***** Exercise materials *****

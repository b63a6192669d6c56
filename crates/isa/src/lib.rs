//! Plaintext side of the encrypted machine: instruction set, memory geometry,
//! program images and a reference interpreter.
//!
//! Nothing here touches ciphertexts. The encrypted machine evaluates exactly
//! the semantics of [`ReferenceMachine`], gate by gate.

pub mod geometry;
pub mod image;
pub mod instruction;
pub mod listing;
pub mod reference;

pub use geometry::{Geometry, GeometryError};
pub use image::{FitError, ImageError, ProgramImage};
pub use instruction::{Instruction, Opcode};
pub use listing::MemoryListing;
pub use reference::{ReferenceMachine, Registers};

/// Width of a memory word, an instruction and the accumulator.
pub const WORD_BITS: usize = 16;

/// Width of the ALU. Accumulator bits above this pass through unchanged.
pub const DATA_BITS: usize = 8;

/// Widest supported address; addresses live in the 8-bit operand field.
pub const MAX_ADDRESS_BITS: u32 = 8;

/// Bit position of the opcode nibble within an instruction.
pub const OPCODE_SHIFT: usize = 8;

/// Width of the opcode field.
pub const OPCODE_BITS: usize = 4;

/// Bit position of the addressing-mode flag within an instruction.
pub const MODE_BIT: usize = 12;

*****

What to do
Take the line that contains "pub mod geometry;" and each line after it down to the last of the records, and retype them exactly; add nothing else.

Expected output
pub mod geometry;
pub mod image;
pub mod instruction;
pub mod listing;
pub mod reference;

pub use geometry::{Geometry, GeometryError};
pub use image::{FitError, ImageError, ProgramImage};
pub use instruction::{Instruction, Opcode};
pub use listing::MemoryListing;
pub use reference::{ReferenceMachine, Registers};

/// Width of a memory word, an instruction and the accumulator.
pub const WORD_BITS: usize = 16;

/// Width of the ALU. Accumulator bits above this pass through unchanged.
pub const DATA_BITS: usize = 8;

/// Widest supported address; addresses live in the 8-bit operand field.
pub const MAX_ADDRESS_BITS: u32 = 8;

/// Bit position of the opcode nibble within an instruction.
pub const OPCODE_SHIFT: usize = 8;

/// Width of the opcode field.
pub const OPCODE_BITS: usize = 4;

/// Bit position of the addressing-mode flag within an instruction.
pub const MODE_BIT: usize = 12;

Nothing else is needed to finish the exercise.